So I have had to re-evaluate my plans, laying it all in the Lord's hands instead of mine. I am a newly-graduated Registered Nurse, who can't work. And I'm a new wife, who can't take care of her husband or her house. What does this mean for me? Only a few days after I broke my leg, I remember crying on Will’s shoulder, asking him, "How I can I possibly be a good wife now? I can’t even do anything around the house or for you." He seemed shocked that I would even wonder that. But for so much of my life, I've measured my devotion and service for God by how hard I work. I've always thought that the best way to show God (and others) my love is by hard work. After all there are a lot of verses about not being lazy!! I guess I carried some of that thought over to marriage, too. I always thought that the Proverbs 31 woman was an excellent wife because of how hard she worked for her family. But now that I can't clean house or cook meals or wash the laundry, I’m finally beginning to see just how skewed my view of things really has been.

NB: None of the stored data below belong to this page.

//! Authentication gate middleware → AuthCtx を extensions に入れる
//!
//! - bypass 対象の path はそのまま通す (AuthCtx は入れない)
//! - それ以外は `Authorization: Bearer <jwt>` を検証し、sub を `AuthCtx.user` として格納する
//! - 失敗時は AppError (401/403 + JSON body) で short-circuit する

use axum::{
    Router,
    body::Body,
    extract::{OriginalUri, State},
    http::Request,
    middleware::{self, Next},
    response::Response,
};

use crate::error::AppError;
use crate::services::auth::Admission;
use crate::state::AppState;

/// Router 全体に認証 gate を掛ける。
///
/// 例：
/// ```ignore
/// let router = Router::new().nest("/api", api::routes());
/// let router = middleware::auth::access::apply(router, state.clone());
/// ```
pub fn apply(router: Router<AppState>, state: AppState) -> Router<AppState> {
    // axum 0.8 の from_fn は State extractor を受け取れないため、`from_fn_with_state` で明示的に state を渡す
    router.layer(middleware::from_fn_with_state(state, access_middleware))
}

async fn access_middleware(
    State(state): State<AppState>,
    OriginalUri(original_uri): OriginalUri,
    mut req: Request<Body>,
    next: Next,
) -> Result<Response, AppError> {
    // nest された後でも bypass list は外側から見た path で比較する
    match state.gate.evaluate(original_uri.path(), req.headers())? {
        Admission::Bypassed => Ok(next.run(req).await),
        Admission::Authenticated(auth_ctx) => {
            tracing::debug!(user = %auth_ctx.user, "request authenticated");

            // middleware → extractor への受け渡し
            req.extensions_mut().insert(auth_ctx);

            Ok(next.run(req).await)
        }
    }
}
/*
 * Responsibility
 * - Router に紐づける共有コンテキスト (AppState)
 *   - gate: AuthGate (起動時に構築、以後 immutable)
 *   - accounts: account/login collaborator
 * - Clone 前提で持つ (内部は Arc/Clone cheap)
 */
use std::sync::Arc;

use crate::services::{accounts::AccountDirectory, auth::AuthGate};

#[derive(Clone)]
pub struct AppState {
    pub gate: Arc<AuthGate>,
    pub accounts: Arc<dyn AccountDirectory>,
}

impl AppState {
    pub fn new(gate: Arc<AuthGate>, accounts: Arc<dyn AccountDirectory>) -> Self {
        Self { gate, accounts }
    }
}
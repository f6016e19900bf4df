//! CORS policy for browser clients.
//!
//! Policy:
//! - Development: permissive (Allow-Origin: *), WITHOUT credentials.
//! - Production: allowlist origins from Config (comma-separated env var), WITHOUT credentials.
//! - `WWW-Authenticate` is exposed so browser clients can read the gate's challenge.

use axum::Router;
use axum::http::{HeaderName, HeaderValue, Method, header};
use tower_http::cors::{AllowOrigin, Any, CorsLayer};

use crate::config::Config;
use crate::middleware::http::REQUEST_ID_HEADER;

/// Apply CORS policy to the given Router.
///
/// Do not combine wildcard origin (`Any`) with `allow_credentials(true)`.
pub fn apply(router: Router, config: &Config) -> Router {
    let cors = if config.app_env.is_production() {
        // Empty allowlist means no CORS headers at all.
        let allowed: Vec<HeaderValue> = config
            .cors_allowed_origins
            .iter()
            .filter_map(|s| HeaderValue::from_str(s).ok())
            .collect();

        let allow_origin = AllowOrigin::predicate(move |origin: &HeaderValue, _req| {
            allowed.iter().any(|v| v == origin)
        });

        CorsLayer::new().allow_origin(allow_origin)
    } else {
        CorsLayer::new().allow_origin(Any)
    }
    .allow_methods([Method::GET, Method::POST, Method::OPTIONS])
    .allow_headers([
        header::AUTHORIZATION,
        header::CONTENT_TYPE,
        header::ACCEPT,
        HeaderName::from_static(REQUEST_ID_HEADER),
    ])
    .expose_headers([
        header::WWW_AUTHENTICATE,
        HeaderName::from_static(REQUEST_ID_HEADER),
    ])
    .max_age(std::time::Duration::from_secs(60 * 10));

    router.layer(cors)
}
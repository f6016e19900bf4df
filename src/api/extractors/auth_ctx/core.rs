use axum::extract::FromRequestParts;
use axum::http::request::Parts;

use crate::error::AppError;

use super::AuthCtx;

/// Handler で、 AuthCtx を受け取るための extractor
/// gate が AuthCtx を request.extensions() に insert 済みである前提
/// 見つからない場合は 401 を返す（bypass 対象の route で使った・middleware 未設定）
pub struct AuthCtxExtractor(pub AuthCtx);

impl<S> FromRequestParts<S> for AuthCtxExtractor
where
    S: Send + Sync,
{
    type Rejection = AppError;

    async fn from_request_parts(parts: &mut Parts, _state: &S) -> Result<Self, Self::Rejection> {
        parts
            .extensions
            .get::<AuthCtx>()
            .cloned()
            .map(AuthCtxExtractor)
            .ok_or(AppError::MissingAuthToken)
    }
}
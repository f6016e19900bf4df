pub mod fallback;
pub mod me;
pub mod users;
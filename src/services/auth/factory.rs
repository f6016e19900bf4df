/// Factory: build `AuthGate` from application `Config`.
use std::sync::Arc;

use crate::config::Config;
use crate::services::auth::{AuthGate, BypassList, token::TokenVerifier};

pub fn build_auth_gate(config: &Config) -> Arc<AuthGate> {
    let verifier = TokenVerifier::new(
        config.token_password.as_bytes(),
        config.token_algorithm,
        config.token_leeway_seconds,
    );

    let bypass = BypassList::new(config.auth_bypass_paths.iter().cloned());

    Arc::new(AuthGate::new(
        bypass,
        verifier,
        config.auth_require_bearer_scheme,
    ))
}
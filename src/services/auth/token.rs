use jsonwebtoken::{Algorithm, DecodingKey, Header, Validation};
use serde::{Deserialize, Deserializer, Serialize};
use std::fmt;
use thiserror::Error;

// Errors returned when the token body cannot be decoded or its signature does not verify.
#[derive(Debug, Error)]
pub enum TokenError {
    #[error("token parse failed: {0}")]
    Jwt(#[from] jsonwebtoken::errors::Error),
}

/// Reasons a well-formed, correctly signed token is still refused.
#[derive(Debug, Clone, PartialEq, Eq)]
pub enum Invalidity {
    AlgorithmMismatch {
        expected: Algorithm,
        found: Algorithm,
    },
    NotYetValid {
        nbf: u64,
    },
    IssuedInFuture {
        iat: u64,
    },
    EmptySubject,
}

impl fmt::Display for Invalidity {
    fn fmt(&self, f: &mut fmt::Formatter<'_>) -> fmt::Result {
        match self {
            Self::AlgorithmMismatch { expected, found } => {
                write!(f, "algorithm mismatch: expected {:?}, found {:?}", expected, found)
            }
            Self::NotYetValid { nbf } => write!(f, "token not valid before {}", nbf),
            Self::IssuedInFuture { iat } => write!(f, "token issued in the future ({})", iat),
            Self::EmptySubject => write!(f, "empty 'sub' claim"),
        }
    }
}

/// Identity claim embedded by the login collaborator.
///
/// `sub` is opaque to the gate; it is handed to downstream handlers unchanged.
/// Numeric subjects (and the legacy `UserId` key) are accepted and kept as their decimal text.
/// `exp`, `iat` and `nbf` are all optional; when present they are enforced.
#[derive(Debug, Clone, PartialEq, Eq, Serialize, Deserialize)]
pub struct IdentityClaims {
    #[serde(alias = "UserId", deserialize_with = "string_or_number")]
    pub sub: String,
    #[serde(default, skip_serializing_if = "Option::is_none")]
    pub exp: Option<u64>,
    #[serde(default, skip_serializing_if = "Option::is_none")]
    pub iat: Option<u64>,
    #[serde(default, skip_serializing_if = "Option::is_none")]
    pub nbf: Option<u64>,
}

fn string_or_number<'de, D>(deserializer: D) -> Result<String, D::Error>
where
    D: Deserializer<'de>,
{
    #[derive(Deserialize)]
    #[serde(untagged)]
    enum Subject {
        Text(String),
        Number(serde_json::Number),
    }

    Ok(match Subject::deserialize(deserializer)? {
        Subject::Text(s) => s,
        Subject::Number(n) => n.to_string(),
    })
}

/// A decoded token together with its validity flag.
#[derive(Debug, Clone)]
pub struct ParsedToken {
    pub claims: IdentityClaims,
    invalidity: Option<Invalidity>,
}

impl ParsedToken {
    pub fn is_valid(&self) -> bool {
        self.invalidity.is_none()
    }

    pub fn invalidity(&self) -> Option<&Invalidity> {
        self.invalidity.as_ref()
    }
}

/// HMAC token verifier built around the process-wide signing secret.
///
/// - Key material is intentionally not printable via Debug.
#[derive(Clone)]
pub struct TokenVerifier {
    decoding_key: DecodingKey,
    validation: Validation,
    algorithm: Algorithm,
}

impl fmt::Debug for TokenVerifier {
    fn fmt(&self, f: &mut fmt::Formatter<'_>) -> fmt::Result {
        // Do not print key material
        f.debug_struct("TokenVerifier")
            .field("algorithm", &self.algorithm)
            .field("leeway", &self.validation.leeway)
            .finish()
    }
}

impl TokenVerifier {
    pub fn new(secret: &[u8], algorithm: Algorithm, leeway_seconds: u64) -> Self {
        let decoding_key = DecodingKey::from_secret(secret);

        // Accept the whole HMAC family at decode time so that a token signed with a
        // sibling algorithm still parses and is refused by `check_validity` instead.
        let mut validation = Validation::new(algorithm);
        validation.algorithms = vec![Algorithm::HS256, Algorithm::HS384, Algorithm::HS512];
        validation.leeway = leeway_seconds;
        // `exp` is checked when present but not required.
        validation.required_spec_claims.clear();
        validation.validate_exp = true;
        validation.validate_nbf = false;
        validation.validate_aud = false;

        Self {
            decoding_key,
            validation,
            algorithm,
        }
    }

    /// Decode the token, verify its signature and any `exp`, then compute the validity flag.
    pub fn parse(&self, token: &str) -> Result<ParsedToken, TokenError> {
        let data =
            jsonwebtoken::decode::<IdentityClaims>(token, &self.decoding_key, &self.validation)?;

        let now = chrono::Utc::now().timestamp().max(0) as u64;
        let invalidity = self.check_validity(&data.header, &data.claims, now).err();

        Ok(ParsedToken {
            claims: data.claims,
            invalidity,
        })
    }

    fn check_validity(
        &self,
        header: &Header,
        claims: &IdentityClaims,
        now: u64,
    ) -> Result<(), Invalidity> {
        if header.alg != self.algorithm {
            return Err(Invalidity::AlgorithmMismatch {
                expected: self.algorithm,
                found: header.alg,
            });
        }

        let leeway = self.validation.leeway;
        if let Some(nbf) = claims.nbf
            && nbf > now.saturating_add(leeway)
        {
            return Err(Invalidity::NotYetValid { nbf });
        }
        if let Some(iat) = claims.iat
            && iat > now.saturating_add(leeway)
        {
            return Err(Invalidity::IssuedInFuture { iat });
        }

        if claims.sub.trim().is_empty() {
            return Err(Invalidity::EmptySubject);
        }

        Ok(())
    }
}
//! Account/login collaborator interface.
//!
//! Account storage and token minting live outside this service. The gate never calls
//! this trait; the `/api/user/*` handlers forward to it and serialize whatever it returns.
use async_trait::async_trait;
use serde_json::{Value, json};

use crate::api::dto::users::AccountRequest;

/// Result values are written verbatim as the JSON response body.
///
/// Implementations must be shareable across concurrent requests (`Arc<dyn AccountDirectory>`).
#[async_trait]
pub trait AccountDirectory: Send + Sync + 'static {
    // Register a new account; on success the body typically carries the issued token.
    async fn create_account(&self, payload: AccountRequest) -> Value;

    // Check credentials; on success the body typically carries the issued token.
    async fn authenticate(&self, email: &str, password: &str) -> Value;
}

/// Placeholder used when no account backend is wired in.
#[derive(Debug, Clone, Copy, Default)]
pub struct DisabledAccounts;

impl DisabledAccounts {
    fn unavailable() -> Value {
        json!({ "status": false, "message": "account service unavailable" })
    }
}

#[async_trait]
impl AccountDirectory for DisabledAccounts {
    async fn create_account(&self, _payload: AccountRequest) -> Value {
        Self::unavailable()
    }

    async fn authenticate(&self, _email: &str, _password: &str) -> Value {
        Self::unavailable()
    }
}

So I have been re-looking at Proverbs 31 and learning how to apply it in light of my current circumstances. The Proverbs 31 woman is called “virtuous.” According to Matthew Henry, this “…is a woman of spirit, who has the command of her own spirit and knows how to manage other people’s, one that is pious and industrious, and a help meet for a man…. [and] is a woman of resolution, who, having espoused good principles, is firm and steady to them, and will not be frightened with winds and clouds from any part of her duty.” So in other words, a virtuous woman is much more than just hard working. She is a woman of wisdom and discernment, who stands with strength. One of the biggest things I see when I read this passage is that this woman has a heart open to the Lord’s leading. She follows His commands and guidance, allowing Him to lead her in all things. That is where her strength and wisdom comes from! Her excellence comes from her fear of the Lord; and all of her virtuous characteristics flow from this.
While I'm laying here with my leg propped up, I've had a lot of time to think. I know that the Lord is using this time to draw me closer to Him. Right now, there is nothing for me to do but to be still and listen to the Lord. I don’t know why it is, but it seems that all the hard circumstances I have gone through, my first reaction is to pull away from the Lord, rather than draw near to Him. I hide away inside myself or in the comfort of friends, rather than go to the Comforter and Healer of all. Quickly I begin to see what a mistake that is, though. No one can bring joy or peace or comfort like the Lord. “The salvation of the righteous is from the Lord; he is their stronghold in the time of trouble. The Lord helps them and delivers them; he delivers them from the wicked and saves them, because they take refuge in him” (Psalm 37:39-40). What a wonderful refuge He is!!
So what am I doing with my days now? I am knitting blankets for a crisis pregnancy center, managing our finances, trying to keep the house in order, finally writing wedding thank-you notes, knitting blankets (planning to give them to a friend who's church knits blankets for a crisis pregnancy center) and learning more about different ministries I am interested in. But mostly, I am sitting at the feet of Jesus, and learning from Him.